**Task objective:** Could you write out the lines below exactly, beginning with the first and finishing with the one that contains "Logical name (file"?

(Saved data entries)
>>>
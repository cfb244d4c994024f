//! Content model: page and section descriptors, listing entries.

use crate::config::{is_draft, is_truthy};
use crate::slug::humanize;
use serde_yaml::{Mapping, Value};
use std::path::PathBuf;

/// Layout used when a page names none
pub const DEFAULT_LAYOUT: &str = "standard";

/// One logical page, built from a YAML config file or a markdown file
#[derive(Debug, Clone, PartialEq)]
pub struct PageDescriptor {
    /// Logical name (file stem), e.g. "blogs"
    pub name: String,
    pub title: String,
    pub description: String,
    pub author: String,
    pub date: String,
    pub keywords: Vec<String>,
    /// Nav placements to render, e.g. `["top", "footer"]`
    pub navs: Vec<String>,
    pub layout: String,
    pub draft: bool,
    pub sections: Vec<SectionDescriptor>,
    pub hero: Option<Value>,
    /// The raw `meta` (or `page`) block, or the front matter
    pub meta: Mapping,
    /// Logical name of the owning page, for sub-pages
    pub parent: Option<String>,
    /// Page-level adjustments to the derived listing
    pub listing: ListingOverride,
}

/// `listing: { sort: title_asc, limit: 5 }` on an index page
#[derive(Debug, Clone, Default, PartialEq, Eq)]
pub struct ListingOverride {
    pub sort: Option<String>,
    pub limit: Option<usize>,
}

impl PageDescriptor {
    /// Build from a page config mapping. Fields are looked up in the
    /// `meta`/`page` block first, then at the top level.
    pub fn from_config(name: &str, data: &Mapping) -> Self {
        let meta = ["meta", "page"]
            .iter()
            .find_map(|key| data.get(*key).and_then(Value::as_mapping))
            .cloned()
            .unwrap_or_default();

        let lookup = |key: &str| meta.get(key).or_else(|| data.get(key));
        let text = |key: &str| lookup(key).and_then(scalar_string).unwrap_or_default();

        let sections = data
            .get("sections")
            .and_then(Value::as_sequence)
            .map(|seq| seq.iter().filter_map(SectionDescriptor::from_value).collect())
            .unwrap_or_default();

        let listing = data
            .get("listing")
            .and_then(Value::as_mapping)
            .map(ListingOverride::from_mapping)
            .unwrap_or_default();

        Self {
            name: name.to_string(),
            title: lookup("title")
                .and_then(scalar_string)
                .unwrap_or_else(|| humanize(name)),
            description: text("description"),
            author: text("author"),
            date: text("date"),
            keywords: lookup("keywords").map(string_list).unwrap_or_default(),
            navs: data
                .get("navs")
                .or_else(|| meta.get("navs"))
                .map(string_list)
                .unwrap_or_default(),
            layout: data
                .get("layout")
                .or_else(|| meta.get("layout"))
                .and_then(scalar_string)
                .unwrap_or_else(|| DEFAULT_LAYOUT.to_string()),
            draft: is_draft(data),
            sections,
            hero: data.get("hero").filter(|v| !v.is_null()).cloned(),
            meta,
            parent: None,
            listing,
        }
    }

    /// Build from markdown front matter and body. The body becomes a single
    /// `markdown` section.
    pub fn from_markdown(name: &str, metadata: Mapping, body: &str, default_layout: &str) -> Self {
        let text = |key: &str| metadata.get(key).and_then(scalar_string);

        Self {
            name: name.to_string(),
            title: text("title").unwrap_or_else(|| humanize(name)),
            description: text("description").unwrap_or_default(),
            author: text("author").unwrap_or_default(),
            date: text("date").unwrap_or_default(),
            keywords: metadata.get("keywords").map(string_list).unwrap_or_default(),
            navs: metadata.get("navs").map(string_list).unwrap_or_default(),
            layout: text("layout").unwrap_or_else(|| default_layout.to_string()),
            draft: metadata.get("draft").is_some_and(is_truthy),
            sections: vec![SectionDescriptor::markdown(body)],
            hero: metadata.get("hero").filter(|v| !v.is_null()).cloned(),
            parent: None,
            listing: ListingOverride::default(),
            meta: metadata,
        }
    }

    pub fn with_parent(mut self, parent: &str) -> Self {
        self.parent = Some(parent.to_string());
        self
    }
}

impl ListingOverride {
    fn from_mapping(mapping: &Mapping) -> Self {
        Self {
            sort: mapping.get("sort").and_then(scalar_string),
            limit: mapping.get("limit").and_then(as_limit),
        }
    }
}

/// A typed unit of page content, rendered through `sections/<kind>.html`
#[derive(Debug, Clone, PartialEq)]
pub struct SectionDescriptor {
    pub kind: String,
    /// Every field of the section except `type`
    pub fields: Mapping,
}

impl SectionDescriptor {
    /// Sections without a `type` are dropped.
    pub fn from_value(value: &Value) -> Option<Self> {
        let mapping = value.as_mapping()?;
        let kind = mapping.get("type").and_then(scalar_string)?;
        let kind = kind.trim();
        if kind.is_empty() {
            tracing::warn!("Skipping section without a type");
            return None;
        }

        let fields = mapping
            .iter()
            .filter(|(key, _)| key.as_str() != Some("type"))
            .map(|(key, value)| (key.clone(), value.clone()))
            .collect();

        Some(Self {
            kind: kind.to_string(),
            fields,
        })
    }

    pub fn markdown(body: &str) -> Self {
        let mut fields = Mapping::new();
        fields.insert(Value::String("body_md".into()), Value::String(body.into()));

        Self {
            kind: String::from("markdown"),
            fields,
        }
    }

    /// Markdown source under `body_md` or `content`
    pub fn markdown_body(&self) -> Option<&str> {
        self.fields
            .get("body_md")
            .or_else(|| self.fields.get("content"))
            .and_then(Value::as_str)
    }

    pub fn get_str(&self, key: &str) -> Option<String> {
        self.fields.get(key).and_then(scalar_string)
    }

    /// `pagelist.*` sections with a subfolder pull a listing into their context
    pub fn is_pagelist(&self) -> bool {
        (self.kind == "pagelist" || self.kind.starts_with("pagelist."))
            && self.fields.contains_key("subfolder")
    }
}

/// Summary of one content item for index pages
#[derive(Debug, Clone, PartialEq)]
pub struct ListingEntry {
    pub title: String,
    pub author: Option<String>,
    pub date: Option<String>,
    pub description: Option<String>,
    /// Site-absolute link to the rendered item
    pub href: String,
    pub image: Option<String>,
    pub source: PathBuf,
    /// Front matter merged with the derived fields
    pub meta: Mapping,
}

/// Render a scalar as text; sequences, mappings and null yield `None`.
pub fn scalar_string(value: &Value) -> Option<String> {
    match value {
        Value::String(s) => Some(s.clone()),
        Value::Number(n) => Some(n.to_string()),
        Value::Bool(b) => Some(b.to_string()),
        Value::Tagged(tagged) => scalar_string(&tagged.value),
        Value::Null | Value::Sequence(_) | Value::Mapping(_) => None,
    }
}

/// A sequence of scalars, or a comma separated string
pub fn string_list(value: &Value) -> Vec<String> {
    match value {
        Value::Sequence(seq) => seq.iter().filter_map(scalar_string).collect(),
        Value::String(s) => s
            .split(',')
            .map(str::trim)
            .filter(|item| !item.is_empty())
            .map(str::to_string)
            .collect(),
        _ => Vec::new(),
    }
}

/// A non-negative limit given as a number or numeric string
pub fn as_limit(value: &Value) -> Option<usize> {
    match value {
        Value::Number(n) => n.as_u64().and_then(|n| usize::try_from(n).ok()),
        Value::String(s) => s.trim().parse().ok(),
        _ => None,
    }
}

#[cfg(test)]
mod tests {
    use super::*;

    fn mapping(yaml: &str) -> Mapping {
        serde_yaml::from_str(yaml).unwrap()
    }

    #[test]
    fn test_page_from_config_reads_meta_block() {
        let data = mapping(
            r#"
meta:
  title: Hilton Family
  description: Updates and adventures
  date: 2025-08-11
  keywords: family, blog
layout: home
navs: [top, footer]
hero:
  headline: Welcome
sections:
  - type: markdown
    body_md: Hello
  - heading: no type here
  - type: pagelist.cards
    subfolder: blogs
"#,
        );

        let page = PageDescriptor::from_config("index", &data);
        assert_eq!(page.title, "Hilton Family");
        assert_eq!(page.description, "Updates and adventures");
        assert_eq!(page.date, "2025-08-11");
        assert_eq!(page.keywords, vec!["family", "blog"]);
        assert_eq!(page.layout, "home");
        assert_eq!(page.navs, vec!["top", "footer"]);
        assert!(page.hero.is_some());
        assert!(!page.draft);

        assert_eq!(page.sections.len(), 2);
        assert_eq!(page.sections[0].markdown_body(), Some("Hello"));
        assert!(!page.sections[0].fields.contains_key("type"));
        assert!(page.sections[1].is_pagelist());
    }

    #[test]
    fn test_page_from_config_defaults() {
        let page = PageDescriptor::from_config("about-us", &Mapping::new());
        assert_eq!(page.title, "About Us");
        assert_eq!(page.layout, DEFAULT_LAYOUT);
        assert!(page.sections.is_empty());
        assert!(page.hero.is_none());
        assert_eq!(page.listing, ListingOverride::default());
    }

    #[test]
    fn test_page_block_and_listing_override() {
        let data = mapping("page:\n  title: Team\n  draft: true\nlisting:\n  sort: title_asc\n  limit: '3'\n");
        let page = PageDescriptor::from_config("people", &data);
        assert_eq!(page.title, "Team");
        assert!(page.draft);
        assert_eq!(page.listing.sort.as_deref(), Some("title_asc"));
        assert_eq!(page.listing.limit, Some(3));
    }

    #[test]
    fn test_page_from_markdown() {
        let meta = mapping("title: Hello\nauthor: Quinn\nlayout: home\n");
        let page = PageDescriptor::from_markdown("hello", meta, "Body text", DEFAULT_LAYOUT)
            .with_parent("blogs");

        assert_eq!(page.title, "Hello");
        assert_eq!(page.author, "Quinn");
        assert_eq!(page.layout, "home");
        assert_eq!(page.parent.as_deref(), Some("blogs"));
        assert_eq!(page.sections[0].kind, "markdown");
        assert_eq!(page.sections[0].markdown_body(), Some("Body text"));
    }

    #[test]
    fn test_section_content_alias() {
        let section =
            SectionDescriptor::from_value(&Value::Mapping(mapping("type: text\ncontent: Hi\n")))
                .unwrap();
        assert_eq!(section.markdown_body(), Some("Hi"));
        assert!(!section.is_pagelist());
    }

    #[test]
    fn test_scalar_helpers() {
        assert_eq!(scalar_string(&Value::from(42)), Some("42".to_string()));
        assert_eq!(scalar_string(&Value::Null), None);
        assert!(string_list(&Value::Null).is_empty());
        assert_eq!(as_limit(&Value::from(-1)), None);
        assert_eq!(as_limit(&Value::from(5)), Some(5));
    }
}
<<<
**Your solution:**
repository cfb244d4c994024f
//! Content model: page and section descriptors, listing entries.

use crate::config::{is_draft, is_truthy};
use crate::slug::humanize;
use serde_yaml::{Mapping, Value};
use std::path::PathBuf;

/// Layout used when a page names none
pub const DEFAULT_LAYOUT: &str = "standard";

/// One logical page, built from a YAML config file or a markdown file
#[derive(Debug, Clone, PartialEq)]
pub struct PageDescriptor {
    /// Logical name (file stem), e.g. "blogs"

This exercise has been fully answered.